Source material

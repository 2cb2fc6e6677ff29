//! Inbound adapters that translate external requests into domain calls while
//! keeping framework details at the edge.

pub mod http;
//! Outbound adapters implementing domain ports over HTTP.
//!
//! - **captcha**: reCAPTCHA-compatible `siteverify` client for
//!   `CaptchaVerifier`.
//! - **registration**: JSON client for the remote `RegistrationApi`.
//!
//! Adapters are thin translators between domain types and wire formats. They
//! contain no business logic: classifying a declined registration is the
//! submission state machine's job.

pub mod captcha;
mod http_support;
pub mod registration;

Exercise goal
When the line with "- **captcha**: reCAPTCHA-compatible" is reached in the data above, start copying there, and copy each line exactly until the line with "registration is the" has been copied; copy nothing else.

Problem solution
//! - **captcha**: reCAPTCHA-compatible `siteverify` client for
//!   `CaptchaVerifier`.
//! - **registration**: JSON client for the remote `RegistrationApi`.
//!
//! Adapters are thin translators between domain types and wire formats. They
//! contain no business logic: classifying a declined registration is the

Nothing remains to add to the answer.